REQUIRED WORK ▸ Please return each of the entries below exactly as they appear.

(Dataset entries)
○ ○ ○ ○ ○
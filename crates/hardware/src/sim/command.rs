//! Interactive command surface.
//!
//! Commands are whitespace-separated and case-sensitive:
//!
//! ```text
//! step | run | pause | reset | back
//! load <path>
//! set <addr> <mnemonic> $<d>, $<s1>, $<s2>
//! show | dump | stats | quit | q
//! ```
//!
//! Parsing validates every argument, so a command that parses can be applied
//! without a syntax failure halfway through.

use std::path::PathBuf;
use std::str::FromStr;

use crate::asm::assembler::{parse_address, parse_instruction};
use crate::common::error::SimError;
use crate::core::Snapshot;
use crate::core::cpu::execution::StepInfo;
use crate::stats::SimStats;

/// A parsed interactive command.
#[derive(Clone, Debug, PartialEq, Eq)]
pub enum Command {
    /// Execute one instruction.
    Step,
    /// Toggle the timed run.
    Run,
    /// Stop the timed run.
    Pause,
    /// Undo every recorded step and rewind to address zero.
    Reset,
    /// Undo the newest step.
    Back,
    /// Assemble a source file and load it into memory.
    Load(PathBuf),
    /// Write one assembled instruction directly into memory.
    Set {
        /// Target address.
        address: u8,
        /// Encoded instruction byte.
        byte: u8,
    },
    /// Return the renderer snapshot.
    Show,
    /// Return the snapshot as JSON.
    Dump,
    /// Return session statistics.
    Stats,
    /// End the session.
    Quit,
}

/// Result of a successfully applied command.
#[derive(Clone, Debug, PartialEq, Eq)]
pub enum Response {
    /// One instruction was executed.
    Stepped(StepInfo),
    /// The run state after a `run` or `pause`.
    Running(bool),
    /// Number of steps undone by `reset`.
    Reset(usize),
    /// Whether `back` found a step to undo.
    Undone(bool),
    /// Number of bytes written by `load`.
    Loaded(usize),
    /// A `set` was applied.
    Set {
        /// Address written.
        address: u8,
        /// Byte written.
        byte: u8,
    },
    /// State for display.
    Snapshot(Snapshot),
    /// State serialized as JSON.
    Json(String),
    /// Session statistics.
    Stats(SimStats),
    /// The caller should end the session.
    Quit,
}

impl FromStr for Command {
    type Err = SimError;

    fn from_str(line: &str) -> Result<Self, Self::Err> {
        let line = line.trim();
        let (word, rest) = line
            .split_once(char::is_whitespace)
            .map_or((line, ""), |(w, r)| (w, r.trim()));

        let cmd = match word {
            "step" => Self::Step,
            "run" => Self::Run,
            "pause" => Self::Pause,
            "reset" => Self::Reset,
            "back" => Self::Back,
            "show" => Self::Show,
            "dump" => Self::Dump,
            "stats" => Self::Stats,
            "quit" | "q" => Self::Quit,
            "load" => {
                if rest.is_empty() {
                    return Err(SimError::MissingArgument {
                        command: "load",
                        expected: "a source file path",
                    });
                }
                Self::Load(PathBuf::from(rest))
            }
            "set" => {
                let Some((addr, instruction)) = rest.split_once(char::is_whitespace) else {
                    return Err(SimError::MissingArgument {
                        command: "set",
                        expected: "an address and an instruction",
                    });
                };
                Self::Set {
                    address: parse_address(addr)?,
                    byte: parse_instruction(instruction)?,
                }
            }
            other => return Err(SimError::UnknownCommand(other.to_string())),
        };
        Ok(cmd)
    }
}
//! Program loading.
//!
//! Loads write straight into memory in emission order, so a later pair for
//! the same address wins. They bypass the history, the registers, and the
//! program counter.
//!
//! Loading never clears the history: a `reset` after a load still restores
//! registers to their values before the recorded steps, which may predate
//! the newly loaded program.

use tracing::info;

use super::Cpu;
use crate::asm::program::AssembledProgram;
use crate::common::error::MachineError;

impl Cpu {
    /// Writes every `(address, byte)` pair of `program` into memory.
    ///
    /// Returns the number of bytes written.
    ///
    /// # Errors
    ///
    /// Returns [`MachineError::Busy`] while the engine is running; nothing is written.
    pub fn load(&mut self, program: &AssembledProgram) -> Result<usize, MachineError> {
        if self.is_running() {
            return Err(MachineError::Busy);
        }
        for &(addr, byte) in program.pairs() {
            self.mem.write(addr, byte);
        }
        self.stats.loads += 1;
        self.stats.bytes_loaded += program.len() as u64;
        info!(bytes = program.len(), "program loaded");
        Ok(program.len())
    }

    /// Writes a single byte, as the `set` command does.
    ///
    /// # Errors
    ///
    /// Returns [`MachineError::Busy`] while the engine is running.
    pub fn write_byte(&mut self, addr: u8, byte: u8) -> Result<(), MachineError> {
        if self.is_running() {
            return Err(MachineError::Busy);
        }
        self.mem.write(addr, byte);
        self.stats.loads += 1;
        self.stats.bytes_loaded += 1;
        info!(addr, byte, "memory set");
        Ok(())
    }
}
○ ○ ○ ○ ○
FINISHED EXERCISE ▸
filename crates/hardware/src/sim/command.rs
//! Interactive command surface.
//!
//! Commands are whitespace-separated and case-sensitive:
//!
//! ```text
//! step | run | pause | reset | back
//! load <path>
//! set <addr> <mnemonic> $<d>, $<s1>, $<s2>
//! show | dump | stats | quit | q
//! ```
//!
//! Parsing validates every argument, so a command that parses can be applied
//! without a syntax failure halfway through.

use std::path::PathBuf;
use std::str::FromStr;

use crate::asm::assembler::{parse_address, parse_instruction};
use crate::common::error::SimError;
use crate::core::Snapshot;
use crate::core::cpu::execution::StepInfo;
use crate::stats::SimStats;

/// A parsed interactive command.
#[derive(Clone, Debug, PartialEq, Eq)]
pub enum Command {
    /// Execute one instruction.
    Step,
    /// Toggle the timed run.
    Run,
    /// Stop the timed run.
    Pause,
    /// Undo every recorded step and rewind to address zero.
    Reset,
    /// Undo the newest step.
    Back,
    /// Assemble a source file and load it into memory.
    Load(PathBuf),
    /// Write one assembled instruction directly into memory.
    Set {
        /// Target address.
        address: u8,
        /// Encoded instruction byte.
        byte: u8,
    },
    /// Return the renderer snapshot.
    Show,
    /// Return the snapshot as JSON.
    Dump,
    /// Return session statistics.
    Stats,
    /// End the session.
    Quit,
}

/// Result of a successfully applied command.
#[derive(Clone, Debug, PartialEq, Eq)]
pub enum Response {
    /// One instruction was executed.
    Stepped(StepInfo),
    /// The run state after a `run` or `pause`.
    Running(bool),
    /// Number of steps undone by `reset`.
    Reset(usize),
    /// Whether `back` found a step to undo.
    Undone(bool),
    /// Number of bytes written by `load`.
    Loaded(usize),
    /// A `set` was applied.
    Set {
        /// Address written.
        address: u8,
        /// Byte written.
        byte: u8,
    },
    /// State for display.
    Snapshot(Snapshot),
    /// State serialized as JSON.
    Json(String),
    /// Session statistics.
    Stats(SimStats),
    /// The caller should end the session.
    Quit,
}

impl FromStr for Command {
    type Err = SimError;

    fn from_str(line: &str) -> Result<Self, Self::Err> {
        let line = line.trim();
        let (word, rest) = line
            .split_once(char::is_whitespace)
            .map_or((line, ""), |(w, r)| (w, r.trim()));

        let cmd = match word {
            "step" => Self::Step,
            "run" => Self::Run,
            "pause" => Self::Pause,
            "reset" => Self::Reset,
            "back" => Self::Back,
            "show" => Self::Show,
            "dump" => Self::Dump,
            "stats" => Self::Stats,
            "quit" | "q" => Self::Quit,
            "load" => {
                if rest.is_empty() {
                    return Err(SimError::MissingArgument {
                        command: "load",
                        expected: "a source file path",
                    });
                }
                Self::Load(PathBuf::from(rest))
            }
            "set" => {
                let Some((addr, instruction)) = rest.split_once(char::is_whitespace) else {
                    return Err(SimError::MissingArgument {
                        command: "set",
                        expected: "an address and an instruction",
                    });
                };
                Self::Set {
                    address: parse_address(addr)?,
                    byte: parse_instruction(instruction)?,
                }
            }
            other => return Err(SimError::UnknownCommand(other.to_string())),
        };
        Ok(cmd)
    }
}
//! Program loading.
//!
//! Loads write straight into memory in emission order, so a later pair for
//! the same address wins. They bypass the history, the registers, and the
//! program counter.
//!
//! Loading never clears the history: a `reset` after a load still restores
//! registers to their values before the recorded steps, which may predate
//! the newly loaded program.

use tracing::info;

use super::Cpu;
use crate::asm::program::AssembledProgram;
use crate::common::error::MachineError;

impl Cpu {
    /// Writes every `(address, byte)` pair of `program` into memory.
    ///
    /// Returns the number of bytes written.
    ///
    /// # Errors
    ///
    /// Returns [`MachineError::Busy`] while the engine is running; nothing is written.
    pub fn load(&mut self, program: &AssembledProgram) -> Result<usize, MachineError> {
        if self.is_running() {
            return Err(MachineError::Busy);
        }
        for &(addr, byte) in program.pairs() {
            self.mem.write(addr, byte);
        }
        self.stats.loads += 1;
        self.stats.bytes_loaded += program.len() as u64;
        info!(bytes = program.len(), "program loaded");
        Ok(program.len())
    }

    /// Writes a single byte, as the `set` command does.
    ///
    /// # Errors
    ///
    /// Returns [`MachineError::Busy`] while the engine is running.
    pub fn write_byte(&mut self, addr: u8, byte: u8) -> Result<(), MachineError> {
        if self.is_running() {
            return Err(MachineError::Busy);
        }
        self.mem.write(addr, byte);
        self.stats.loads += 1;
        self.stats.bytes_loaded += 1;
        info!(addr, byte, "memory set");
        Ok(())
    }
}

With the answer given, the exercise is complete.